##### Exercise data

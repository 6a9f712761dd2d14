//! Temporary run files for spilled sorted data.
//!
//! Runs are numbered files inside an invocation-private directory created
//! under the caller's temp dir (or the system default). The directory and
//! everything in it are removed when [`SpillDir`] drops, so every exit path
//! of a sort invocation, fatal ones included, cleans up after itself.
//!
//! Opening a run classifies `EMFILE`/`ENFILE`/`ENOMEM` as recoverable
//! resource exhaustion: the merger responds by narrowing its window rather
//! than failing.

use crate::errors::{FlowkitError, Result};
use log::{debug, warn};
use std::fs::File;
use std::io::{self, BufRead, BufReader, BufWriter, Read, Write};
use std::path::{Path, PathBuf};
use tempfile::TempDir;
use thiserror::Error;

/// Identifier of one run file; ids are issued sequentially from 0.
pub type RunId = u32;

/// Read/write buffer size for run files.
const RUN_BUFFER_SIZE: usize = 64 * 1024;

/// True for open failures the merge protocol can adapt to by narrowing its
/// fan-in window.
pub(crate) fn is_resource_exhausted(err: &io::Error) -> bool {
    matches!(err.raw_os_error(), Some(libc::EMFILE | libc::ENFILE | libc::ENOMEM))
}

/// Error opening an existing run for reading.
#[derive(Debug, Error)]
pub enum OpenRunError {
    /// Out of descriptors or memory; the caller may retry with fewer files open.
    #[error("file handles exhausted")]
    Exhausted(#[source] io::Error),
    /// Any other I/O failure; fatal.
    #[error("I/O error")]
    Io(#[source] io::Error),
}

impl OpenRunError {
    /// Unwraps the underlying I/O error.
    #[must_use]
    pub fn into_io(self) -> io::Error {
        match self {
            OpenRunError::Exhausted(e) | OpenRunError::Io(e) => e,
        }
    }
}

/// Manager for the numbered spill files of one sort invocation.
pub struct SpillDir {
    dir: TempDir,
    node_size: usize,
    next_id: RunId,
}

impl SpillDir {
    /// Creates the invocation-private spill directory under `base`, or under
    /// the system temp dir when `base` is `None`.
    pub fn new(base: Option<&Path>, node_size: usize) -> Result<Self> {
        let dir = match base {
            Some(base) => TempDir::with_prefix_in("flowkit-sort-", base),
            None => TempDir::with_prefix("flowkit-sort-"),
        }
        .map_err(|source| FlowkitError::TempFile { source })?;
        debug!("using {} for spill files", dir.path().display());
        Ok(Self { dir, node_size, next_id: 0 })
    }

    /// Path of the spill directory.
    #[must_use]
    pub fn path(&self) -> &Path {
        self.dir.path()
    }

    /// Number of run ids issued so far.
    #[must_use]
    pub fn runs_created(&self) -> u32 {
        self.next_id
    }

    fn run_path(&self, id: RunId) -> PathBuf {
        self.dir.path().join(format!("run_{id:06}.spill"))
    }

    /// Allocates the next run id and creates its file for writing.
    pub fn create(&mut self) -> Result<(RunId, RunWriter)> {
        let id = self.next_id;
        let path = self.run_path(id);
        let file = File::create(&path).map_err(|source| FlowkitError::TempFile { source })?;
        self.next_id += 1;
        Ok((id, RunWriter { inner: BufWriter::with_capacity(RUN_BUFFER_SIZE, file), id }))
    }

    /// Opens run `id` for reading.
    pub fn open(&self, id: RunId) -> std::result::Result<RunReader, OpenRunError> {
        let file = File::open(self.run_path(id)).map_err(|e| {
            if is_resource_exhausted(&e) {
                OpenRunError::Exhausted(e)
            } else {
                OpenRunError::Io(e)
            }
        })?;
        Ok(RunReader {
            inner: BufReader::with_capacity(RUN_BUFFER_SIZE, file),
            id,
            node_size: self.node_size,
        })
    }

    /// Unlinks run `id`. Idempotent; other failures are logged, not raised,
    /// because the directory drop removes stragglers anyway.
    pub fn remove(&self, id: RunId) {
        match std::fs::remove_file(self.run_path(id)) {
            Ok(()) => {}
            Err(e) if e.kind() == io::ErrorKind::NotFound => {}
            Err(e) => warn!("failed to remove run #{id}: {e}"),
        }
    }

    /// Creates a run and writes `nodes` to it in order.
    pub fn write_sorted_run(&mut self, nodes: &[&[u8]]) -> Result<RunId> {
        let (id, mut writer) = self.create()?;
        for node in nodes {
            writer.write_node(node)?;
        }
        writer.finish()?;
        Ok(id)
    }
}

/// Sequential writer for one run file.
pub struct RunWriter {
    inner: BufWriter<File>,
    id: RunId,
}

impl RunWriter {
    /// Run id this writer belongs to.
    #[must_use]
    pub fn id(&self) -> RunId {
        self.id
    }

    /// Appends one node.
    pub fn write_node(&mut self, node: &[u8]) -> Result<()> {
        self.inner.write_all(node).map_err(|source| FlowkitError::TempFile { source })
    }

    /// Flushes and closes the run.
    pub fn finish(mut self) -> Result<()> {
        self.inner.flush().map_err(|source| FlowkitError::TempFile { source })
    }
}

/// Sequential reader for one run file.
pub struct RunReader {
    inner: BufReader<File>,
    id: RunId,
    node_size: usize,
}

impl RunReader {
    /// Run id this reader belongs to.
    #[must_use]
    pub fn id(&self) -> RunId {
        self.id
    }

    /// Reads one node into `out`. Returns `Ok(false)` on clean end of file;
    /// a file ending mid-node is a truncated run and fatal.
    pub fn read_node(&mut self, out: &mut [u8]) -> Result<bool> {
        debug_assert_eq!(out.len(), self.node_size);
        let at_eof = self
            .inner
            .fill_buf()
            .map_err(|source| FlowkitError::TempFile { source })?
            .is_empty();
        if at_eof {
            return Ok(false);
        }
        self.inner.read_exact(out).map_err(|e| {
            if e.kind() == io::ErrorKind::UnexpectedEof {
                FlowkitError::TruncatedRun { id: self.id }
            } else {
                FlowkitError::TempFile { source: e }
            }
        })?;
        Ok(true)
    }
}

##########
##### Exercise data

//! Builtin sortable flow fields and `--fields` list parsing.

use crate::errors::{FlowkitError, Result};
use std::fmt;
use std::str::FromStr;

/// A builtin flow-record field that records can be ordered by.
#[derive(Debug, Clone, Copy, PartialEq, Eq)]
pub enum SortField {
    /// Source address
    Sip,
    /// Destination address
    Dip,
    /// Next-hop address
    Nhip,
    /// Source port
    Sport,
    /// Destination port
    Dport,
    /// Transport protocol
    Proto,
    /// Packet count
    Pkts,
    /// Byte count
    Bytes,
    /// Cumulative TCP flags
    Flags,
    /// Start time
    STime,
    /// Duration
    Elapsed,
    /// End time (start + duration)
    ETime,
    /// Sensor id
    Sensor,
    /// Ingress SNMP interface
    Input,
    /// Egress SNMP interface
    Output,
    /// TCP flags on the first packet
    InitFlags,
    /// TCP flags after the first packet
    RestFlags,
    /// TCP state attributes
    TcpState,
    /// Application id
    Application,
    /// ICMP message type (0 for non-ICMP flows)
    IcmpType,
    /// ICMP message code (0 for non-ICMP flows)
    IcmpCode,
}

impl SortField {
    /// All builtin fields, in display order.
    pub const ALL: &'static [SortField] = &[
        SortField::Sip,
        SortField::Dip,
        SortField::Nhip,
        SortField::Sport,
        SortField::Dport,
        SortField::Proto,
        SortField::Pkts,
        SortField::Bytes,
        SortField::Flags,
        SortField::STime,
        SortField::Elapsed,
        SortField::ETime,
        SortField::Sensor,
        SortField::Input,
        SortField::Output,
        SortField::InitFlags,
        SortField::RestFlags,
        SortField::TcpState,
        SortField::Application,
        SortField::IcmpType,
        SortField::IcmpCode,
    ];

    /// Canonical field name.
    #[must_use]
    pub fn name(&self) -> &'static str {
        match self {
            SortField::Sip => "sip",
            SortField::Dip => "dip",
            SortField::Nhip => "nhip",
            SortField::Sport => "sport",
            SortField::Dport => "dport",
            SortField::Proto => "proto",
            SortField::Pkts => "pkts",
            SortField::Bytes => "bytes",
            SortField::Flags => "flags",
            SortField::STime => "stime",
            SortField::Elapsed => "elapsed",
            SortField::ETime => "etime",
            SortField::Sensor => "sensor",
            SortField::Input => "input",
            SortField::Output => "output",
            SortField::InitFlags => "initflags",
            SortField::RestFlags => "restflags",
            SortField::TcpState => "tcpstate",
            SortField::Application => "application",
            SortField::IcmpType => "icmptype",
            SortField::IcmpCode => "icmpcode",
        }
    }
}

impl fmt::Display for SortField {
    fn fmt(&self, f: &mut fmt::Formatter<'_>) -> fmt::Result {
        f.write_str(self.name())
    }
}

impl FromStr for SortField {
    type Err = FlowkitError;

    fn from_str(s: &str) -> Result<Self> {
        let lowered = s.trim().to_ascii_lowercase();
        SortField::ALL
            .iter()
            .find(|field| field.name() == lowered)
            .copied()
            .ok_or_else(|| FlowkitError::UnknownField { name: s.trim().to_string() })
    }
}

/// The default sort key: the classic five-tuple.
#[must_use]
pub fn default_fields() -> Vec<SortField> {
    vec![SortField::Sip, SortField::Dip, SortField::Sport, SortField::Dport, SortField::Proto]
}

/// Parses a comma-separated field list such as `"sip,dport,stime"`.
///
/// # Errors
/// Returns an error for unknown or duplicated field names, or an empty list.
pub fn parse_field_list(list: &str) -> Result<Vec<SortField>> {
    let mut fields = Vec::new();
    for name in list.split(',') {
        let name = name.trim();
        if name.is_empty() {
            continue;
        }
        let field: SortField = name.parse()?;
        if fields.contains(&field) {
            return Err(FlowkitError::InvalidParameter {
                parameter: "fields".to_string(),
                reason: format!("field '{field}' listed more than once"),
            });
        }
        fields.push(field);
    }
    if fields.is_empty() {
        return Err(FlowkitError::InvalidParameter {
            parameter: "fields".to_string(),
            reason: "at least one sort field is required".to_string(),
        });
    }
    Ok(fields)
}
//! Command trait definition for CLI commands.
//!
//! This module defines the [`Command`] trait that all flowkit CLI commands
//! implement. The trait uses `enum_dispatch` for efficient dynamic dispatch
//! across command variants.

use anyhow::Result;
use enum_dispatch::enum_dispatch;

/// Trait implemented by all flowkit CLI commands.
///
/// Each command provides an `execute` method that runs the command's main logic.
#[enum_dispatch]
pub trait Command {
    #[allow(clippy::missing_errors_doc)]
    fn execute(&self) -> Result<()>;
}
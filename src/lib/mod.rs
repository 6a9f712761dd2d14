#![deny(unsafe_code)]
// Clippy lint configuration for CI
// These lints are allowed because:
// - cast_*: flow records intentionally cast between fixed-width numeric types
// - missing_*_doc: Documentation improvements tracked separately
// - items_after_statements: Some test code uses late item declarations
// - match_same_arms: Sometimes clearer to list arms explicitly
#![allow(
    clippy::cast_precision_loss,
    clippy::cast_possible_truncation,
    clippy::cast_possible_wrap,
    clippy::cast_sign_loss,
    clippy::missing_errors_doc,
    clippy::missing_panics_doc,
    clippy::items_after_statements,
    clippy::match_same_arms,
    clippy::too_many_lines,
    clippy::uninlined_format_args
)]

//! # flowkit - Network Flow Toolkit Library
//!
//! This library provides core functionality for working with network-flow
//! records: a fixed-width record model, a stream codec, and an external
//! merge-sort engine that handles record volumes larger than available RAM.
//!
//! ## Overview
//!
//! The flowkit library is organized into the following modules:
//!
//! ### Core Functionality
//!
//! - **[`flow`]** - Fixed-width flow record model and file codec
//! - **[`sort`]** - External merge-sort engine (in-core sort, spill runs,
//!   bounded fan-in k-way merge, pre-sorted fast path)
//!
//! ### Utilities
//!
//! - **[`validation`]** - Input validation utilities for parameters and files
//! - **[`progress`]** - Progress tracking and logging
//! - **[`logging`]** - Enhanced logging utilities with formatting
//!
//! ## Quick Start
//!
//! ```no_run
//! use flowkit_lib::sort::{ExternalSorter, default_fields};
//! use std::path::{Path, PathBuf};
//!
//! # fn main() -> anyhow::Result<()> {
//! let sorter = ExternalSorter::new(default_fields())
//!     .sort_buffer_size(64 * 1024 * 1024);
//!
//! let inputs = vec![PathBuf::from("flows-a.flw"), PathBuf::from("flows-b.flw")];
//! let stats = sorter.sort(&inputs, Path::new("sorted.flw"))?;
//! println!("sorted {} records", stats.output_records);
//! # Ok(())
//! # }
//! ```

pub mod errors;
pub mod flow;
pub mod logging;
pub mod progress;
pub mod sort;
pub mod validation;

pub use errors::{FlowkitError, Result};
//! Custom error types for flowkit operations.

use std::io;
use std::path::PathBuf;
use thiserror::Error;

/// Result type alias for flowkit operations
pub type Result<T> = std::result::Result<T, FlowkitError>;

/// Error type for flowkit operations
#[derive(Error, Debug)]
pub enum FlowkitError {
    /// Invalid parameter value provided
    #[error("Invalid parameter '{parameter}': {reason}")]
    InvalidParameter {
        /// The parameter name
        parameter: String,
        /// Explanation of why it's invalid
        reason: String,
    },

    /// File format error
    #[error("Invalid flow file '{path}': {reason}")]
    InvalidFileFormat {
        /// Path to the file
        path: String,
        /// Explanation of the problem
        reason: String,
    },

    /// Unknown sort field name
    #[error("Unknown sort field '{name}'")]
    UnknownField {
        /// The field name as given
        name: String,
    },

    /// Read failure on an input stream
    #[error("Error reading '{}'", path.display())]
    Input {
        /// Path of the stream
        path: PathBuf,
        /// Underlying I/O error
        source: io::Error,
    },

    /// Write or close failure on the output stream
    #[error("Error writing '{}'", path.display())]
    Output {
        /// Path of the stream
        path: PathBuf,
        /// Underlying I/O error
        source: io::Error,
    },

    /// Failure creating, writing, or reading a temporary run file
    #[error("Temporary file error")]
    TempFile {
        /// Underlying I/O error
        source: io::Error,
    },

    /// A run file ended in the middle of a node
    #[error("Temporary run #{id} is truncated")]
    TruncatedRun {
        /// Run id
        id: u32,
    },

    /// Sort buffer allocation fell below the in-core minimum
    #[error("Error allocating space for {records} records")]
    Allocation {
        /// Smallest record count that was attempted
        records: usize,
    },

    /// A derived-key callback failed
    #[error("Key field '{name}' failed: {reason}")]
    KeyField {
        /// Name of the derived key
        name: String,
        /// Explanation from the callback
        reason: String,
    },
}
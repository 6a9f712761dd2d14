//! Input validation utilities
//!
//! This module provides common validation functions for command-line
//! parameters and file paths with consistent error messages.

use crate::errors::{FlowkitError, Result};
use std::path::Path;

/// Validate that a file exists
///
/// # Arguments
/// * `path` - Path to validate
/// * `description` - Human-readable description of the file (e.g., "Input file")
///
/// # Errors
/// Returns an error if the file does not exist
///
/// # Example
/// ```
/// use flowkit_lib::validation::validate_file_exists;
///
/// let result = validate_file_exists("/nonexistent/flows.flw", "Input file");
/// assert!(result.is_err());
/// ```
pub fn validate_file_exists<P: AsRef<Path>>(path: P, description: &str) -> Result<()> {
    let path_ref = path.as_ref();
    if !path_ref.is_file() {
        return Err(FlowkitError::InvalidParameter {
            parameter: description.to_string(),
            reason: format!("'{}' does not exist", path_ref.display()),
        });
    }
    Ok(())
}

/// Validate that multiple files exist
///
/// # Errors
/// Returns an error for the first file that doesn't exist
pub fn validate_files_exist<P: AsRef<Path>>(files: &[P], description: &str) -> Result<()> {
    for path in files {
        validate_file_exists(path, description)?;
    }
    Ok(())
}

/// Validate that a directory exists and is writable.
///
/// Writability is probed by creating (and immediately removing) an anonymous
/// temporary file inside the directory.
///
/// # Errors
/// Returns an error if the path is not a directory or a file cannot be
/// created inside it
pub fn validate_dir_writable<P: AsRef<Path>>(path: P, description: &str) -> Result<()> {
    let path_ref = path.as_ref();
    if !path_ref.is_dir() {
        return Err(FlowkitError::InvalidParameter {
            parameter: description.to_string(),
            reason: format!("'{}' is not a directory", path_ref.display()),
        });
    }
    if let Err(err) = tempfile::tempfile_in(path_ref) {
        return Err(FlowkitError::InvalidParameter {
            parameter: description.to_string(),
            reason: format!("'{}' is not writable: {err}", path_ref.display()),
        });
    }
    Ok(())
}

##########
##### Exercise data

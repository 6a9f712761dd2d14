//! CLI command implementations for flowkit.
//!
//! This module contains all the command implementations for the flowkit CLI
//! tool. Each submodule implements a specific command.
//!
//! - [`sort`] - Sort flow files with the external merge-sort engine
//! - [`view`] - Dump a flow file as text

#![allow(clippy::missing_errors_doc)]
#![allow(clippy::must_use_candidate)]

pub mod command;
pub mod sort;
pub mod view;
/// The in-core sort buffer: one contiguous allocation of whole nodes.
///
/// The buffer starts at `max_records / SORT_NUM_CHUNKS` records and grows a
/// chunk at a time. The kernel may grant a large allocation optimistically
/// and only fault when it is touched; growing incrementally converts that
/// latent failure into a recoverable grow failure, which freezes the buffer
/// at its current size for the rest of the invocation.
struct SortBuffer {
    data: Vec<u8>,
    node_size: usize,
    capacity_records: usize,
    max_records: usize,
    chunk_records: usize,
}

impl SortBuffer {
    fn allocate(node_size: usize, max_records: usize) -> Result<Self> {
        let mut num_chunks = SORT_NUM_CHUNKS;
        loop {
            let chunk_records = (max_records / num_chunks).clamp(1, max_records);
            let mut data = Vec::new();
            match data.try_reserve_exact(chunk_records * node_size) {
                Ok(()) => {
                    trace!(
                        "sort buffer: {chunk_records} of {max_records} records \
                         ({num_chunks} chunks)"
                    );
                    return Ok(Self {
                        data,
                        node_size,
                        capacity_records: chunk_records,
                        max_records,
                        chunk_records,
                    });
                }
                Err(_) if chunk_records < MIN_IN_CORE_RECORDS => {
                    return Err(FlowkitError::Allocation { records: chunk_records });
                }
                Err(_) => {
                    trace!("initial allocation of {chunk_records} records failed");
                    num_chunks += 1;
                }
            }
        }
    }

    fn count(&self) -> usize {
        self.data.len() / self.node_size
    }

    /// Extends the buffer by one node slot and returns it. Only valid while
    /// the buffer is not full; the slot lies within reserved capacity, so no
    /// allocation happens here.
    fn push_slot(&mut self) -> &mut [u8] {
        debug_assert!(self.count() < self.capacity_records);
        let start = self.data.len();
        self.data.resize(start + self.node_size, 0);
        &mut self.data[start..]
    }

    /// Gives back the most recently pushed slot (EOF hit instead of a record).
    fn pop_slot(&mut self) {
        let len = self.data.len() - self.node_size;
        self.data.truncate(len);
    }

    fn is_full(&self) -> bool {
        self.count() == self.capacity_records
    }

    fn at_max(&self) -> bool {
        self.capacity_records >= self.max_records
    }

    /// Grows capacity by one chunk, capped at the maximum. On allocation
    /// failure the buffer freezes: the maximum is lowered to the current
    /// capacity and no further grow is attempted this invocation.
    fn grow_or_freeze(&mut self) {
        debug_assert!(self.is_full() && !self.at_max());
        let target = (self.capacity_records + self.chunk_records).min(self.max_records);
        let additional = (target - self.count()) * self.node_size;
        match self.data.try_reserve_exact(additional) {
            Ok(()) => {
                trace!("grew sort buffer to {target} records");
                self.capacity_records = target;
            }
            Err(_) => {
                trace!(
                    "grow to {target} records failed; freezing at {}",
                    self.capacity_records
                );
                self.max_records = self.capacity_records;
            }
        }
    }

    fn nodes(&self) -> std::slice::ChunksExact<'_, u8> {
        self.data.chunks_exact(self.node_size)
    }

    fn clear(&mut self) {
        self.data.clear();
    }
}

##########

**Action item:**
With "Elapsed" as the string to find, copy every line of the records that holds it.

**Expected output:**
    Elapsed,
        SortField::Elapsed,
            SortField::Elapsed => "elapsed",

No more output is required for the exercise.